Health care spending growth challenges the budgets of governments, businesses, and families. In 2015, one in every six dollars spent in the U.S. economy was related to health care – twice the share in 1980. The rapid growth in health care spending leaves less room for other investments, and this pressure will only increase over time if these expenditures continue to grow as projected. Existing research has shown that innovations in medical technology (e.g., new drugs and procedures) drive health care spending growth. This dissertation explores the role physicians play in the integration of new treatments and procedures into the health care system. It examines physician preferences for new technologies, how these preferences change in response to information shocks, and proposes an approach to disentangle patient demand factors from physician-level proclivity for medical innovation.
Chapter one is a descriptive analysis of the utilization of a broad range of innovative medical technologies. It uses Medicare claims data to identify 46 medical technologies that were new or rapidly diffusing over 2005 to 2010, documents variation in utilization in two categories and three sub-categories across provider organizations and estimates correlations in utilization across these categories within provider organizations. There was substantial variation between provider organizations. The relationship in utilization across categories of technologies within provider organizations, however, was modest. These results suggest provider organizations do not broadly influence the utilization of all types of new medical technology. This implies that payment reforms focused on provider organizations will likely have different effects on the utilization of new technology depending on the type of medical innovation.
Chapter two examines how physician preferences for drugs with uncertain benefits and risks change following a medical reversal of a drug already in use. In May 2007, evidence emerged of cardiovascular risk associated with Avandia (rosiglitazone), one of two products in the thiazolidinedione (TZD) class of oral anti-diabetics. In response, the FDA immediately issued a safety alert, and all drugs in the class were required to carry a black box warning on their labels discouraging use for certain patients. This study linked physicians’ responses to this safety alert with their future prescribing of a new class of direct oral anticoagulants (DOACs). Like TZDs, when DOACs were first approved there was not robust evidence that these new drugs were superior to the existing treatment. We first modeled the probability of prescribing drugs in the TZD class (among all diabetes prescriptions) before and after the safety alert using multi-level logistic regression models that included random effects for individual physicians’ levels of prescribing relative to their peers. We next assessed the relationship between the physician-specific effects and use of DOACs. We found no difference in the use of DOACs based on how physicians responded to a safety alert for drugs in the TZD class. These results suggest that the effects of a medical reversal for pharmaceutical products do not spill over across drugs in different therapeutic areas. Additionally, consistent with previous studies, we found that physicians responded to a safety-related information shock for TZDs, but mostly confined their response to the affected drug. If this were to hold more generally, it suggests evidence can change physician behavior, but to do so broadly, nearly everything would have to be studied.
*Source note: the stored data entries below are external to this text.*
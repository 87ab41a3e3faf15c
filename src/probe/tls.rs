//! TLS stage: handshake with the target over the established stream.

use rustls::pki_types::ServerName;
use std::sync::Arc;
use tokio::io::{AsyncRead, AsyncWrite};
use tokio_rustls::client::TlsStream;
use tokio_rustls::rustls::{ClientConfig, RootCertStore};
use tokio_rustls::TlsConnector;

use super::{ErrorClass, Stage, StageFailure};

/// Build a connector trusting the Mozilla root set.
pub fn connector() -> TlsConnector {
    let mut root_store = RootCertStore::empty();
    root_store.extend(webpki_roots::TLS_SERVER_ROOTS.iter().cloned());

    let config = ClientConfig::builder()
        .with_root_certificates(root_store)
        .with_no_client_auth();

    TlsConnector::from(Arc::new(config))
}

/// Perform the handshake using `host` for SNI and certificate validation.
pub async fn handshake<S>(
    connector: &TlsConnector,
    host: &str,
    stream: S,
) -> Result<TlsStream<S>, StageFailure>
where
    S: AsyncRead + AsyncWrite + Unpin,
{
    let server_name = ServerName::try_from(host.to_string()).map_err(|e| {
        StageFailure::new(
            Stage::Tls,
            ErrorClass::Tls,
            "TLS_INVALID_SERVER_NAME",
            format!("invalid server name {}: {}", host, e),
        )
    })?;

    connector
        .connect(server_name, stream)
        .await
        .map_err(|e| classify_handshake_error(host, &e))
}

/// Negotiated protocol version, for stage evidence.
pub fn protocol_version<S>(stream: &TlsStream<S>) -> String {
    stream
        .get_ref()
        .1
        .protocol_version()
        .map(|v| format!("{:?}", v))
        .unwrap_or_else(|| "unknown".to_string())
}

fn classify_handshake_error(host: &str, e: &std::io::Error) -> StageFailure {
    let text = e.to_string();
    let code = if text.contains("certificate") || text.contains("Certificate") {
        "TLS_CERTIFICATE_INVALID"
    } else if e.kind() == std::io::ErrorKind::UnexpectedEof
        || e.kind() == std::io::ErrorKind::ConnectionReset
    {
        "TLS_CONNECTION_CLOSED"
    } else {
        "TLS_HANDSHAKE_FAILED"
    };

    StageFailure::new(
        Stage::Tls,
        ErrorClass::Tls,
        code,
        format!("TLS handshake with {} failed: {}", host, text),
    )
}

#[cfg(test)]
mod tests {
    use super::*;
    use tokio::io::{AsyncReadExt, AsyncWriteExt};

    #[tokio::test]
    async fn test_handshake_against_plain_http_fails() {
        let (client, mut server) = tokio::io::duplex(16 * 1024);

        tokio::spawn(async move {
            let mut buf = [0u8; 512];
            let _ = server.read(&mut buf).await;
            let _ = server
                .write_all(b"HTTP/1.1 400 Bad Request\r\nContent-Length: 0\r\n\r\n")
                .await;
        });

        let err = handshake(&connector(), "venue.test", client).await.unwrap_err();
        assert_eq!(err.stage, Stage::Tls);
        assert_eq!(err.class, ErrorClass::Tls);
    }

    #[tokio::test]
    async fn test_handshake_peer_closes() {
        let (client, server) = tokio::io::duplex(1024);
        drop(server);

        let err = handshake(&connector(), "venue.test", client).await.unwrap_err();
        assert_eq!(err.class, ErrorClass::Tls);
    }

    #[tokio::test]
    async fn test_invalid_server_name() {
        let (client, _server) = tokio::io::duplex(1024);
        let err = handshake(&connector(), "bad host name", client).await.unwrap_err();
        assert_eq!(err.code, "TLS_INVALID_SERVER_NAME");
    }
}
Chapter three develops a framework for assessing the dimensions along which patients sort randomly to physicians. Many factors influence treatment decisions. Patient preferences pose a specific challenge because they are an input into physician decision-making and are also potentially correlated across types of services and treatments, as well as with outcomes, such as total spending. I examine using an instrumental variable (IV) approach defining a measure of physician preference for novel treatments that is plausibly unrelated to patient demand. The set of descriptive analyses and empirical tests presented in this chapter are intended to evaluate whether inclusion criteria used to define a study population selects a sample that is as good as randomly assigned – the key assumption in an IV approach. Once such a sample has been constructed, the relationship between a physician’s practice patterns and the broader trends in the spending of their patients can be examined. I demonstrate how my proposed instrument performs in the context of prescription diabetes medications for patients receiving care from an endocrinologist.